>>>> Christian Boltz <opensuse@cboltz.de> 03/01/11 2:50 PM >>>
>Hello,
>
>on Dienstag, 1. März 2011, Manu Gupta wrote:
>> I had a recent discussion about website landing pages on irc, we are
>> discarding the whole idea and replacing it with wordpress-based news
>> page and integrating news and landing page
>
>I like the idea, except the "wordpress" part ;-)
>
>Wordpress has a, well, interesting[tm] security history and it seems
>they need to get fixes out faster than they can be deployed on the
>openSUSE servers ;-) (see
>https://bugzilla.novell.com/show_bug.cgi?id=670349)

This is true.  We have traditionally upgraded all our blogs and wikis on a quarterly schedule.  We have tried to be more responsive to get new updates out right away, but we just don't have the time to do it in this manner.  However, I am planning on moving the blogs into WP's version control.  This will allow me to fully script the upgrades for all of the blogs, allowing me to do it in minutes instead of hours.

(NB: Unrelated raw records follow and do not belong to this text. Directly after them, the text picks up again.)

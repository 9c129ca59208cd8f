//! Field inference for rows of unknown schema
//!
//! Every canonical column key is scored against the token sets that
//! describe each target measurement. The best-scoring parseable column wins
//! the measurement, the row is classified as an air or water dataset, and
//! measurements that are still missing are filled from literal fallback
//! columns or synthesized from related measurements.
//!
//! A source column feeds at most one measurement. When two measurements
//! want the same column the higher score takes it; ties go to the
//! measurement declared first in [`Field::ALL`].

use super::canonical::tokenize;
use super::coerce::coerce;
use super::timestamp::extract_timestamp;
use crate::constants::{
    AIR_TEMPERATURE_KEYS, HARDNESS_KEY, HUMIDITY_KEYS, HUMIDITY_SCALE_MAX, ORGANIC_CARBON_KEY,
    ORGANIC_CARBON_SCALE_MAX, SOIL_TEMPERATURE_OFFSET, meanings, scores,
};
use crate::models::{
    AirReading, CanonicalRow, DatasetKind, Field, FieldMatch, NormalizedReading, Provenance,
    ReadingMeta, SoilReading, WaterReading,
};
use chrono::{DateTime, Utc};
use std::collections::{BTreeMap, HashSet};
use tracing::trace;

/// Alternative token sets for one measurement
pub type MeaningSpec = &'static [&'static [&'static str]];

/// One match per target field
pub type FieldMatches = BTreeMap<Field, FieldMatch>;

/// Outcome of inference for one row, before it is flattened into a reading
#[derive(Debug, Clone, PartialEq)]
pub struct RowInference {
    pub matches: FieldMatches,
    pub air_score: i32,
    pub water_score: i32,
    pub kind: DatasetKind,
}

impl RowInference {
    pub fn value(&self, field: Field) -> Option<f64> {
        self.matches.get(&field).and_then(|m| m.value)
    }
}

/// Score a canonical key against one token set
pub fn score_key(key: &str, wanted: &[&str]) -> i32 {
    let tokens = tokenize(key);
    if tokens.is_empty() || wanted.is_empty() {
        return 0;
    }

    if key == wanted.join("_") {
        return scores::EXACT_MATCH;
    }

    let has = |name: &str| tokens.iter().any(|t| t == name);
    let wants = |name: &str| wanted.contains(&name);

    let mut score = 0;
    for want in wanted {
        if has(*want) {
            score += scores::VERBATIM_TOKEN;
        } else if tokens.iter().any(|t| t.starts_with(*want)) {
            score += scores::PREFIX_TOKEN;
        }
    }

    if wants("temperature") && (has("t") || has("temp")) {
        score += scores::TEMPERATURE_BONUS;
    }
    if wants("humidity") && (has("rh") || has("humidity")) {
        score += scores::HUMIDITY_BONUS;
    }
    if wants("pm") && has("pm") {
        score += scores::PM_BONUS;
    }
    if wants("moisture") && (has("vwc") || has("moisture")) {
        score += scores::MOISTURE_BONUS;
    }
    if wants("ph") && has("ph") {
        score += scores::PH_BONUS;
    }
    if wants("turbidity") && (has("ntu") || has("turbidity")) {
        score += scores::TURBIDITY_BONUS;
    }

    score
}

/// Best parseable column for a measurement, considering every column
pub fn pick_by_meaning(row: &CanonicalRow, meaning: &[&[&str]]) -> FieldMatch {
    best_unclaimed(row, meaning, &HashSet::new())
}

fn best_unclaimed(row: &CanonicalRow, meaning: &[&[&str]], claimed: &HashSet<String>) -> FieldMatch {
    let mut best = FieldMatch::unmatched();

    for (key, cell) in row.iter() {
        if claimed.contains(key) {
            continue;
        }
        for tokens in meaning {
            let score = score_key(key, tokens);
            if score > 0 && score > best.score {
                // a high-scoring column that does not parse gives way to a lower one that does
                if let Some(value) = coerce(cell) {
                    best = FieldMatch::new(key, value, score, Provenance::Measured);
                }
            }
        }
    }

    best
}

/// Field inference engine configured with one meaning per target field
#[derive(Debug, Clone)]
pub struct FieldInference {
    meanings: Vec<(Field, MeaningSpec)>,
}

impl Default for FieldInference {
    fn default() -> Self {
        Self::new()
    }
}

impl FieldInference {
    pub fn new() -> Self {
        Self {
            meanings: Field::ALL.iter().map(|f| (*f, f.meaning())).collect(),
        }
    }

    /// Replace the token sets used for one field
    pub fn with_meaning(mut self, field: Field, meaning: MeaningSpec) -> Self {
        match self.meanings.iter_mut().find(|(f, _)| *f == field) {
            Some(entry) => entry.1 = meaning,
            None => self.meanings.push((field, meaning)),
        }
        self
    }

    /// Assign columns to fields, highest score first
    pub fn match_fields(&self, row: &CanonicalRow) -> FieldMatches {
        let mut claimed = HashSet::new();
        let mut pending = self.meanings.clone();
        let mut matches = FieldMatches::new();

        loop {
            let mut winner: Option<(usize, FieldMatch)> = None;
            for (index, (_, meaning)) in pending.iter().enumerate() {
                let candidate = best_unclaimed(row, meaning, &claimed);
                if !candidate.is_matched() {
                    continue;
                }
                if winner
                    .as_ref()
                    .is_none_or(|(_, best)| candidate.score > best.score)
                {
                    winner = Some((index, candidate));
                }
            }

            let Some((index, found)) = winner else {
                break;
            };
            if let Some(key) = &found.key {
                claimed.insert(key.clone());
            }
            let (field, _) = pending.remove(index);
            matches.insert(field, found);
        }

        for (field, _) in pending {
            matches.insert(field, FieldMatch::unmatched());
        }

        matches
    }

    /// Match, classify and fill gaps for one row
    pub fn infer(&self, row: &CanonicalRow) -> RowInference {
        let mut matches = self.match_fields(row);
        let (kind, air_score, water_score) = classify(row, &matches);
        apply_fallbacks(row, kind, &mut matches);

        RowInference {
            matches,
            air_score,
            water_score,
            kind,
        }
    }

    /// Turn one canonical row into a typed reading
    pub fn map_row(&self, row: &CanonicalRow, ingested_at: DateTime<Utc>) -> NormalizedReading {
        let (timestamp, timestamp_source) = extract_timestamp(row, ingested_at);
        let inference = self.infer(row);

        trace!(
            "Row classified {:?} (air {}, water {})",
            inference.kind, inference.air_score, inference.water_score
        );

        let provenance = inference
            .matches
            .iter()
            .filter(|(_, m)| m.is_matched())
            .map(|(field, m)| (field.path().to_string(), m.provenance))
            .collect();

        NormalizedReading {
            timestamp,
            air: AirReading {
                pm25: inference.value(Field::Pm25),
                pm10: inference.value(Field::Pm10),
                temperature: inference.value(Field::AirTemperature),
                humidity: inference.value(Field::Humidity),
            },
            water: WaterReading {
                ph: inference.value(Field::Ph),
                turbidity: inference.value(Field::Turbidity),
            },
            soil: SoilReading {
                moisture: inference.value(Field::SoilMoisture),
                temperature: inference.value(Field::SoilTemperature),
            },
            meta: ReadingMeta {
                dataset_kind: inference.kind,
                is_air: inference.kind == DatasetKind::Air,
                timestamp_source,
                provenance,
            },
        }
    }
}

fn match_score(matches: &FieldMatches, field: Field) -> i32 {
    matches
        .get(&field)
        .map_or(scores::UNMATCHED, |m| m.score)
}

fn match_value(matches: &FieldMatches, field: Field) -> Option<f64> {
    matches.get(&field).and_then(|m| m.value)
}

/// Classify a row as air or water; ties, including rows with nothing
/// recognizable, are classified as air
pub fn classify(row: &CanonicalRow, matches: &FieldMatches) -> (DatasetKind, i32, i32) {
    let blob = row.keys().collect::<Vec<_>>().join("_");

    let air_score = match_score(matches, Field::AirTemperature)
        .max(match_score(matches, Field::Humidity))
        .max(score_key(&blob, meanings::AIR_PROBE));
    let water_score = match_score(matches, Field::Ph)
        .max(match_score(matches, Field::Turbidity))
        .max(score_key(&blob, meanings::WATER_PROBE));

    let kind = if air_score >= water_score {
        DatasetKind::Air
    } else {
        DatasetKind::Water
    };

    (kind, air_score, water_score)
}

/// Fill still-unmatched fields from literal columns or related measurements
pub fn apply_fallbacks(row: &CanonicalRow, kind: DatasetKind, matches: &mut FieldMatches) {
    let unmatched = |matches: &FieldMatches, field| match_value(matches, field).is_none();

    match kind {
        DatasetKind::Air => {
            if unmatched(matches, Field::AirTemperature) {
                if let Some(found) = literal_match(row, AIR_TEMPERATURE_KEYS, scores::FALLBACK) {
                    matches.insert(Field::AirTemperature, found);
                }
            }
            if unmatched(matches, Field::Humidity) {
                if let Some(found) = literal_match(row, HUMIDITY_KEYS, scores::FALLBACK) {
                    matches.insert(Field::Humidity, found);
                }
            }
            if unmatched(matches, Field::SoilMoisture) {
                if let Some(humidity) = match_value(matches, Field::Humidity) {
                    matches.insert(
                        Field::SoilMoisture,
                        FieldMatch::new(
                            "rh_proxy",
                            normalize_unit(humidity, HUMIDITY_SCALE_MAX),
                            scores::HUMIDITY_PROXY,
                            Provenance::Proxy,
                        ),
                    );
                }
            }
            if unmatched(matches, Field::SoilTemperature) {
                if let Some(air_temperature) = match_value(matches, Field::AirTemperature) {
                    matches.insert(
                        Field::SoilTemperature,
                        FieldMatch::new(
                            "soil_temp_proxy",
                            air_temperature - SOIL_TEMPERATURE_OFFSET,
                            scores::SOIL_TEMPERATURE_PROXY,
                            Provenance::Proxy,
                        ),
                    );
                }
            }
        }
        DatasetKind::Water => {
            if unmatched(matches, Field::SoilMoisture) {
                if let Some(mut found) =
                    literal_match(row, &[ORGANIC_CARBON_KEY], scores::ORGANIC_CARBON_PROXY)
                {
                    found.value = found
                        .value
                        .map(|v| normalize_unit(v, ORGANIC_CARBON_SCALE_MAX));
                    found.provenance = Provenance::Proxy;
                    matches.insert(Field::SoilMoisture, found);
                }
            }
            if unmatched(matches, Field::SoilTemperature) {
                if let Some(mut found) =
                    literal_match(row, &[HARDNESS_KEY], scores::SOIL_TEMPERATURE_PROXY)
                {
                    found.provenance = Provenance::Proxy;
                    matches.insert(Field::SoilTemperature, found);
                }
            }
        }
    }
}

/// First column whose key is one of `keys`, taken without scoring
fn literal_match(row: &CanonicalRow, keys: &[&str], score: i32) -> Option<FieldMatch> {
    row.iter()
        .find(|(key, _)| keys.contains(key))
        .map(|(key, cell)| FieldMatch {
            key: Some(key.to_string()),
            value: coerce(cell),
            score,
            provenance: Provenance::Fallback,
        })
}

/// Scale into 0..=1
fn normalize_unit(value: f64, max: f64) -> f64 {
    (value / max).clamp(0.0, 1.0)
}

The community may have to be patient with me on this one, since it will take some time to move all of Novell and openSUSE blogs into version control and we are very short on resources at the moment.  Once I have this done, we should be much more responsive to updates.

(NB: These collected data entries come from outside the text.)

//! Application constants for the sensor replay service
//!
//! Scoring weights, measurement meaning tables, column aliases and the
//! default values used by configuration.

// =============================================================================
// Data Directories and File Patterns
// =============================================================================

/// Candidate data directories, relative to the working directory, in priority order
pub const DEFAULT_DATA_DIRS: &[&str] = &[
    "ml/artifacts/data",
    "ml/data",
    "backend/ml/artifacts/data",
    "backend/ml/data",
];

/// Application directory name under the user data directory
pub const APP_DATA_DIR_NAME: &str = "sensor-replay";

/// Tabular file extensions picked up by the loader (compared case-insensitively)
pub const TABULAR_EXTENSIONS: &[&str] = &["csv", "tsv"];

/// Delimiters considered during detection; earlier entries win ties
pub const CANDIDATE_DELIMITERS: &[u8] = b",;\t";

// =============================================================================
// Replay Defaults
// =============================================================================

/// Default interval between streamed readings
pub const DEFAULT_INTERVAL_MS: u64 = 2000;

/// Lowest interval a client or operator may request
pub const MIN_INTERVAL_MS: u64 = 250;

/// Buffered events per stream session before the session waits on the client
pub const DEFAULT_CHANNEL_CAPACITY: usize = 16;

/// Server-sent event name carried by every streamed reading
pub const READING_EVENT: &str = "reading";

// =============================================================================
// Server Defaults
// =============================================================================

pub const DEFAULT_HOST: &str = "0.0.0.0";
pub const DEFAULT_PORT: u16 = 4000;
pub const DEFAULT_ROUTE_PREFIX: &str = "/api/realtime";

/// Seconds between SSE keep-alive comments on idle streams
pub const DEFAULT_KEEP_ALIVE_SECS: u64 = 15;

// =============================================================================
// Environment Variables
// =============================================================================

pub const ENV_PORT: &str = "PORT";
pub const ENV_HOST: &str = "HOST";
pub const ENV_CORS_ORIGIN: &str = "CORS_ORIGIN";

/// Directory tried before the built-in candidates
pub const ENV_DATA_DIR: &str = "SENSOR_REPLAY_DATA_DIR";
pub const ENV_INTERVAL_MS: &str = "SENSOR_REPLAY_INTERVAL_MS";

// =============================================================================
// Column Aliases
// =============================================================================

/// Canonical column names that may carry the reading timestamp, in lookup order
pub const TIMESTAMP_ALIASES: &[&str] = &["timestamp", "ts", "time", "date_time", "datetime", "date"];

/// Literal keys taken directly as air temperature when scoring found nothing
pub const AIR_TEMPERATURE_KEYS: &[&str] = &["t", "temperature"];

/// Literal keys taken directly as relative humidity when scoring found nothing
pub const HUMIDITY_KEYS: &[&str] = &["rh", "humidity"];

/// Water datasets: organic carbon stands in for soil moisture
pub const ORGANIC_CARBON_KEY: &str = "organic_carbon";

/// Water datasets: hardness stands in for soil temperature
pub const HARDNESS_KEY: &str = "hardness";

// =============================================================================
// Field Scoring
// =============================================================================

/// Weights used when scoring a column key against a token set
pub mod scores {
    /// Key equals the underscore-joined token set
    pub const EXACT_MATCH: i32 = 100;

    /// Wanted token present verbatim among the key's tokens
    pub const VERBATIM_TOKEN: i32 = 15;

    /// Wanted token is a prefix of one of the key's tokens
    pub const PREFIX_TOKEN: i32 = 8;

    pub const TEMPERATURE_BONUS: i32 = 10;
    pub const HUMIDITY_BONUS: i32 = 10;
    pub const PM_BONUS: i32 = 5;
    pub const MOISTURE_BONUS: i32 = 10;
    pub const PH_BONUS: i32 = 20;
    pub const TURBIDITY_BONUS: i32 = 15;

    /// Confidence assigned to literal-key fallbacks
    pub const FALLBACK: i32 = 50;

    /// Confidence assigned to proxies derived from humidity
    pub const HUMIDITY_PROXY: i32 = 25;

    /// Confidence assigned to organic-carbon moisture stand-ins
    pub const ORGANIC_CARBON_PROXY: i32 = 20;

    /// Confidence assigned to soil temperature stand-ins
    pub const SOIL_TEMPERATURE_PROXY: i32 = 10;

    /// Sentinel for a field no column could satisfy
    pub const UNMATCHED: i32 = -1;
}

// =============================================================================
// Measurement Meanings
// =============================================================================

/// Token sets identifying each target measurement, alternatives in order
pub mod meanings {
    pub const PM25: &[&[&str]] = &[&["pm", "2", "5"], &["pm25"]];
    pub const PM10: &[&[&str]] = &[&["pm", "10"], &["pm10"]];
    pub const AIR_TEMPERATURE: &[&[&str]] = &[&["air", "temp"], &["temperature"], &["temp"], &["t"]];
    pub const HUMIDITY: &[&[&str]] = &[&["humidity"], &["rh"]];
    pub const PH: &[&[&str]] = &[&["ph"]];
    pub const TURBIDITY: &[&[&str]] = &[&["turbidity"], &["ntu"]];
    pub const SOIL_MOISTURE: &[&[&str]] = &[&["soil", "moisture"], &["moisture"], &["vwc"]];
    pub const SOIL_TEMPERATURE: &[&[&str]] = &[&["soil", "temp"], &["soil", "temperature"]];

    /// Column-name probe that marks air-quality exports (e.g. `CO(GT)`)
    pub const AIR_PROBE: &[&str] = &["co", "gt"];

    /// Column-name probe that marks water-quality exports
    pub const WATER_PROBE: &[&str] = &["conductivity"];
}

// =============================================================================
// Proxy Synthesis
// =============================================================================

/// Relative humidity scale used to derive a 0..1 soil moisture proxy
pub const HUMIDITY_SCALE_MAX: f64 = 100.0;

/// Organic carbon scale used to derive a 0..1 soil moisture stand-in
pub const ORGANIC_CARBON_SCALE_MAX: f64 = 20.0;

/// Soil temperature proxy is air temperature minus this offset (°C)
pub const SOIL_TEMPERATURE_OFFSET: f64 = 5.0;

>My proposal is to use Serendipity ("S9Y", http://www.s9y.org/). It
>provides features similar to wordpress and has a much better security
>history (only one or two security issues per year, and most of them were
>caused by "foreign" code like the WYSIWYG editor library).
>
>S9Y also has the advantage of using smarty templates. Compared to the
>PHP/HTML mix used by wordpress (AFAIK), already this is a big win - not
>only regarding security.
>
>S9Y also can import data from wordpress etc., so it would even be
>possible to migrate news.o.o and lizards.o.o to S9Y.
>
>Oh, and the S9Y developers are usually very responsive - just in case we
>need them ;-)

If that's what people want, I certainly have no issue with it.  Again, keep in mind that due to the resource issues mentioned above, we are only handling critical issues at the moment.  It may take us awhile to get to anything else.